The extension is meant to protect the firm's top-ranked Australian franchise, though it may infuriate other parts of Switzerland's biggest bank that are getting hit with lower pay and rile shareholder groups pressing for compensation reform.

Bonuses often make up the majority of pay for senior investment bankers, with managing directors at most major Western banks usually in line to make around $1 million or more a year. Luring away key bankers by rivals is a common industry practice and can cause damage to a franchise, as those individuals bring fee-paying clients with them.

Since the 2008 financial crisis, banks have come under pressure to revise compensation terms that drew the ire of the public and politicians. But for UBS, losing key bankers in Australia over pay was deemed potentially dangerous, as the business generates significant revenues in a key Asia-Pacific market -- the envy of even rivals such as Goldman Sachs, according to banking sources.

Sources say the latest UBS bonus protection plan involves nearly a dozen managing director-level leaders who hold the key to relationships with customers in Asia-Pacific's sixth-largest economy. Clients include billionaire James Packer, Seven Network magnate Kerry Stokes, Commonwealth Bank of Australia, Telstra and fund manager AMP.

Bankers whose bonuses are ring-fenced include Guy Fowler, head of investment banking; David Di Pilla, co-head of the industrials group; Anthony Sweetman, head of corporate advisory; capital markets co-heads Barry Sharkey and Dane Fitzgibbon; and Simon Cox, head of equity capital markets, said the sources, who didn't want to be identified as the bonus deal is not public.

The deal excludes Australia-based Matthew Grounds, who was a key negotiator for the bonus arrangement but who now has a global role as co-head of investment banking.

A UBS spokeswoman declined to comment on the story, saying the bank does not comment publicly on individual compensation.

Cox, Sweetman, Sharkey and Fitzgibbon said by phone that they would not comment on the deal. Fowler and Di Pilla could not be immediately reached by phone and did not reply to emails seeking comment.

The bonus protection deal began in 2008 when the bank rolled back pay across the globe, though UBS realized it would have a problem in Australia if key bankers left for more money at rivals in the tight-knit, fee-heavy local market.

Australia is particularly sensitive to poaching because it's a large, developed, local market that is hard to break into, unlike other parts of Asia that are growing fast.

Grounds, who headed the Australia team at that time, felt that keeping the Australia unit intact was crucial amid a post-crisis atmosphere of widescale talent poaching, sources with direct knowledge of the matter told Reuters in December. The 2008 protection deal expired at the end of last year.

The latest bonus deal is similar to the 2008 scheme, where UBS let the Australia unit allocate a certain percentage of its revenue stream to year-end pay, the sources said.
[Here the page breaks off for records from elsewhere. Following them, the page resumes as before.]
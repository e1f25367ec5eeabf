//! One editing session over a shared composition.

use std::sync::Arc;

use quire_model::{Attrs, Node, Selection, Transaction};

use crate::commands;
use crate::error::EditorError;
use crate::input_rules::run_input_rules;
use crate::keymap::{KeyCombo, KeydownResult};
use crate::plugin::{Decoration, Plugin};
use crate::registry::Composition;
use crate::scheduler::Scheduler;
use crate::state::EditorState;

/// Undo depth used when none is configured.
pub const DEFAULT_HISTORY_DEPTH: usize = 100;

/// An editor: its own state, plugin instances and deferred work, over a
/// composition that may be shared with other editors.
pub struct Editor {
    composition: Arc<Composition>,
    state: EditorState,
    plugins: Vec<Box<dyn Plugin>>,
    scheduler: Scheduler,
    is_mac: bool,
}

impl std::fmt::Debug for Editor {
    fn fmt(&self, f: &mut std::fmt::Formatter<'_>) -> std::fmt::Result {
        f.debug_struct("Editor")
            .field("version", &self.state.version())
            .field("selection", &self.state.selection())
            .field("plugins", &self.plugins.iter().map(|p| p.name()).collect::<Vec<_>>())
            .field("pending", &self.scheduler.len())
            .finish_non_exhaustive()
    }
}

impl Editor {
    pub fn new(composition: Arc<Composition>, doc: Node) -> Self {
        Self::with_history_depth(composition, doc, DEFAULT_HISTORY_DEPTH)
    }

    pub fn with_history_depth(composition: Arc<Composition>, doc: Node, history_depth: usize) -> Self {
        let state = EditorState::new(composition.schema.clone(), doc, history_depth);
        let mut plugins = composition.instantiate_plugins();
        let mut scheduler = Scheduler::new();
        scheduler.set_version(state.version());
        for plugin in &mut plugins {
            plugin.init(&state, &mut scheduler);
        }
        Self {
            composition,
            state,
            plugins,
            scheduler,
            is_mac: false,
        }
    }

    /// An empty document of the composition's grammar.
    pub fn empty(composition: Arc<Composition>) -> Result<Self, EditorError> {
        let doc = composition.schema.empty_doc()?;
        Ok(Self::new(composition, doc))
    }

    pub fn from_markdown(composition: Arc<Composition>, markdown: &str) -> Result<Self, EditorError> {
        let doc = composition.codec.parse(markdown)?;
        Ok(Self::new(composition, doc))
    }

    /// Resolve `Mod-` bindings to Cmd instead of Ctrl.
    pub fn set_mac(&mut self, is_mac: bool) {
        self.is_mac = is_mac;
    }

    pub fn composition(&self) -> &Arc<Composition> {
        &self.composition
    }

    pub fn state(&self) -> &EditorState {
        &self.state
    }

    pub fn doc(&self) -> &Node {
        self.state.doc()
    }

    pub fn to_markdown(&self) -> String {
        self.composition.codec.serialize(self.state.doc())
    }

    pub fn plugin(&self, name: &str) -> Option<&dyn Plugin> {
        self.plugins.iter().find(|p| p.name() == name).map(|p| p.as_ref())
    }

    /// Apply `tr` and let every plugin see it.
    pub fn dispatch(&mut self, tr: Transaction) {
        self.state.apply(&tr);
        self.scheduler.set_version(self.state.version());
        for plugin in &mut self.plugins {
            plugin.apply(&tr, &self.state, &mut self.scheduler);
        }
    }

    /// Move the selection, clamped to the document.
    pub fn set_selection(&mut self, selection: Selection) {
        let size = self.state.doc().content_size();
        let mut tr = self.state.tr();
        tr.set_selection(Selection::new(selection.anchor.min(size), selection.head.min(size)));
        self.dispatch(tr);
    }

    /// Replace the document, as when loading from storage. Not undoable.
    pub fn set_markdown(&mut self, markdown: &str) -> Result<(), EditorError> {
        let doc = self.composition.codec.parse(markdown)?;
        let size = self.state.doc().content_size();
        let mut tr = self.state.tr();
        tr.replace(0, size, doc.content().clone())?;
        tr.set_meta(crate::state::ADD_TO_HISTORY_META, false);
        tr.set_selection(Selection::cursor(crate::state::start_of_text(tr.doc())));
        self.dispatch(tr);
        Ok(())
    }

    /// Run the command `name`. Every implementation registered under the
    /// name is tried in registration order against the current state.
    /// Returns whether any of them applied.
    pub fn invoke(&mut self, name: &str, attrs: &Attrs) -> Result<bool, EditorError> {
        let fns = self
            .composition
            .commands
            .get(name)
            .ok_or_else(|| EditorError::UnknownCommand(name.into()))?
            .to_vec();
        let mut applied = false;
        for f in fns {
            if let Some(tr) = f(&self.state, attrs)? {
                self.dispatch(tr);
                applied = true;
            }
        }
        tracing::debug!(target: "quire::editor", command = name, applied, "invoked");
        Ok(applied)
    }

    /// Run the bindings for `combo` in registration order until one applies.
    pub fn handle_key(&mut self, combo: &KeyCombo) -> Result<KeydownResult, EditorError> {
        let composition = self.composition.clone();
        for binding in composition.keymap.lookup(combo, self.is_mac) {
            if self.invoke(&binding.command, &binding.attrs)? {
                return Ok(KeydownResult::Handled);
            }
        }
        if combo.key.is_navigation() || combo.key.is_modifier() {
            return Ok(KeydownResult::PassThrough);
        }
        Ok(KeydownResult::NotHandled)
    }

    /// Typed text: an input rule when one fires, a plain insertion
    /// otherwise.
    pub fn handle_text_input(&mut self, text: &str) -> Result<bool, EditorError> {
        let rules = &self.composition.input_rules;
        if let Some((rule, tr)) = run_input_rules(rules, &self.state, text)? {
            tracing::trace!(target: "quire::editor", %rule, "text input consumed by rule");
            self.dispatch(tr);
            return Ok(true);
        }
        match commands::insert_text(&self.state, text)? {
            Some(tr) => {
                self.dispatch(tr);
                Ok(true)
            }
            None => Ok(false),
        }
    }

    /// Run deferred tasks queued by plugins, dropping those made stale by
    /// later changes. Returns how many ran.
    pub fn run_deferred(&mut self) -> usize {
        let mut ran = 0;
        while let Some(task) = self.scheduler.pop() {
            if task.is_stale(self.state.version()) {
                tracing::trace!(target: "quire::editor", plugin = %task.plugin, task = %task.task, "stale task dropped");
                continue;
            }
            match self.plugins.iter_mut().find(|p| p.name() == task.plugin) {
                Some(plugin) => {
                    plugin.run_task(&task.task, &self.state);
                    ran += 1;
                }
                None => {
                    tracing::warn!(target: "quire::editor", plugin = %task.plugin, "task for unknown plugin");
                }
            }
        }
        ran
    }

    pub fn has_pending_tasks(&self) -> bool {
        !self.scheduler.is_empty()
    }

    /// Decorations of every plugin, in document order.
    pub fn decorations(&self) -> Vec<Decoration> {
        let mut out: Vec<Decoration> = self.plugins.iter().flat_map(|p| p.decorations()).collect();
        out.sort_by_key(|d| (d.from, d.to));
        out
    }
}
Annual country revenues and bonus pools are normally kept separate.

"This is obviously a way of retaining key personnel," said Mark Enticott, managing director at recruitment firm Ambition in Hong Kong. "But it's not a common practice in the industry."

UBS's Australian investment banking division has more than 150 staff, compared with more than 7,600 in the bank's entire Asia-Pacific operations. The division has proven to be a standout performer in the region, while UBS revenues elsewhere have shrunk.

UBS sits atop the ThomsonReuters/Freeman Consulting Co investment bank league table for Australia so far in 2012, with estimated fees of $75 million. It topped the league table over the past two years as well, netting $294.6 million and $221.5 million respectively, in estimated fees, according to the data.

So far in 2012, UBS is the leading dealmaker in Australia in a down year for activity, with mandates including a $3 billion planned float of the Australian unit of Hong-Kong listed CLP Holdings, Packer's $2 billion sale of media interests to Rupert Murdoch's News Corp, and a plan by Nathan Tinkler to take Whitehaven Coal private for more than $5 billion.

Globally, UBS slashed its 2011 bonus pool by 40 percent to 2.57 billion Swiss francs ($2.6 billion) and said total bonuses will fall by 60 percent in the investment bank after a $2.3 billion rogue trading scandal that triggered the CEO's resignation last September.

Earlier this year, Swiss shareholder groups Ethos and Actares urged UBS shareholders to vote down what they saw as excessive pay packages at the bank, drawing support from far larger numbers than is common in Switzerland.